Pour débrouiller l’écheveau des cas particuliers pouvant ainsi être indéfiniment accumulés, Montesquieu est seul : lui-même parle de son enquête comme d’un très long voyage vers des terres inexplorées avant lui, où il ne trouvait la vérité que pour la perdre [2]. Plus encore que ne l’avait fait avant lui Althusser [3], Stéphane Bonnet met en scène sur cette solitude : bien au-delà de ce que ce dernier décrit, le navigateur solitaire ouvrant de nouvelles voies ou découvrant un nouveau continent, elle signifie pour lui que Montesquieu a été jusqu’à présent mal compris, qu’il l’ait été à la lumière de la querelle des Anciens et des Modernes commencée au siècle précédent (SB, p. 10), des deux révolutions française et américaine (SB, p. 15) ou de la sociologie qui va naître moins d’un siècle plus tard (SB, p. 8-9). Althusser lui-même aurait saisi la nouveauté de L’Esprit des lois sans cependant la comprendre pleinement : grâce à « une révolution dans la méthode » (Althusser, chap. I, p. 11-27) et « une nouvelle théorie de la loi » (Althusser, chap. II, p. 28-42), Montesquieu donne selon lui à la science politique, dont beaucoup ont eu avant lui le projet, un nouvel objet, « l’histoire entière de tous les hommes qui ont vécu » (Althusser, p. 13, SB, p. 8), mais c’est pour servir le parti pris d’un noble nostalgique de l’ordre féodal faisant grief à la monarchie « d’avoir affaibli les grands et de préparer ainsi des révolutions populaires » (SB, p. 9). Après avoir crédité Althusser d’avoir compris Montesquieu mieux que beaucoup d’autres, Stéphane Bonnet s’en éloigne : le Montesquieu d’Althusser « apparaît pleinement comme un homme du
Pour mieux comprendre la solitude de Montesquieu, Stéphane Bonnet veut interpréter les nouveautés de L’Esprit des lois de manière nouvelle en les inscrivant dans la tradition très ancienne de la jurisprudence. Il en donne une première illustration avec le personnage du Légiste, dans le Dialogue des Common Laws, l’interlocuteur du Philosophe, c’est-à dire de Hobbes lui-même : le Philosophe se réclame de la raison naturelle, capable de démontrer la nécessité d’un souverain dont toute loi tire son autorité ; le Légiste se réclame d’une autre raison, qui se construit et se corrige sans cesse à travers la comparaison et la confrontation des décisions de justice dont l’ensemble constitue la jurisprudence [4]. La posture initiale de Montesquieu ne serait ni celle d’un philosophe ancien ou moderne, ni celle d’un philosophe politique mais celle d’un jurisconsulte connaissant de l’intérieur l’histoire du droit romain et du droit médiéval. Montesquieu prendrait le temps de demeurer juriste et historien du droit et ne deviendrait philosophe et penseur politique que tardivement, en approfondissant et en élargissant son enquête historico-juridique.

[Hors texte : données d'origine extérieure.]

//! Error types for storage operations.

use std::io;
use std::path::PathBuf;
use thiserror::Error;

/// Result type for storage operations.
pub type StorageResult<T> = Result<T, StorageError>;

/// Errors that can occur during storage operations.
#[derive(Debug, Error)]
pub enum StorageError {
    /// An I/O error occurred.
    #[error("I/O error: {0}")]
    Io(#[from] io::Error),

    /// Reading the destination file failed.
    #[error("failed to read {}: {source}", path.display())]
    Read {
        /// The file being read.
        path: PathBuf,
        /// The underlying error.
        source: io::Error,
    },

    /// Creating or writing the temporary file failed.
    #[error("failed to write temporary file {}: {source}", path.display())]
    TempWrite {
        /// The temporary file path.
        path: PathBuf,
        /// The underlying error.
        source: io::Error,
    },

    /// Renaming the temporary file onto the destination failed.
    #[error("failed to rename {} to {}: {source}", from.display(), to.display())]
    Rename {
        /// The temporary file path.
        from: PathBuf,
        /// The destination path.
        to: PathBuf,
        /// The underlying error.
        source: io::Error,
    },

    /// Syncing the parent directory after the rename failed.
    ///
    /// The rename already happened: the destination holds the new content,
    /// but the rename may not survive a crash.
    #[error("failed to sync directory {}: {source}", path.display())]
    DirectorySync {
        /// The directory holding the destination.
        path: PathBuf,
        /// The underlying error.
        source: io::Error,
    },

    /// The destination path has no file name component.
    #[error("invalid storage path: {}", path.display())]
    InvalidPath {
        /// The rejected path.
        path: PathBuf,
    },

    /// A simulated failure from a test backend.
    #[error("injected failure: {0}")]
    Injected(String),
}

impl StorageError {
    /// Returns true if the destination was replaced despite the error.
    #[must_use]
    pub fn destination_replaced(&self) -> bool {
        matches!(self, Self::DirectorySync { .. })
    }
}
//! Delete command implementation.

use algoedb_core::{Database, Query};

/// Runs the delete command.
pub fn run(db: &Database, query: &Query, one: bool) -> Result<(), Box<dyn std::error::Error>> {
    let count = if one {
        db.delete_one(query)?;
        1
    } else {
        db.delete_many(query)?
    };
    println!("Deleted {count} record(s)");
    Ok(())
}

Le grand intérêt de ce livre est de proposer une analyse minutieuse et fine de textes, de chapitres et de livres jusqu’ici relativement peu étudiés à propos du droit romain et du droit médiéval : du droit prétorien, abordé à partir de textes du livre VI et d’un important fragment rejeté de L’Esprit des lois intitulé « Idée de la jurisprudence romaine [5] » ; de l’équité romaine en ce qu’elle se distingue de l’ἐπιείκεια d’Aristote dans l’Éthique à Nicomaque (SB, I, 7, p. 62-67) ; de l’usure, des successions, de la loi voconienne, objets de la seconde partie du livre (SB, II, p. 70-95) ; du droit français à partir de la dislocation de l’Empire romain analysé dans sa troisième partie (SB, III, p. 98-146).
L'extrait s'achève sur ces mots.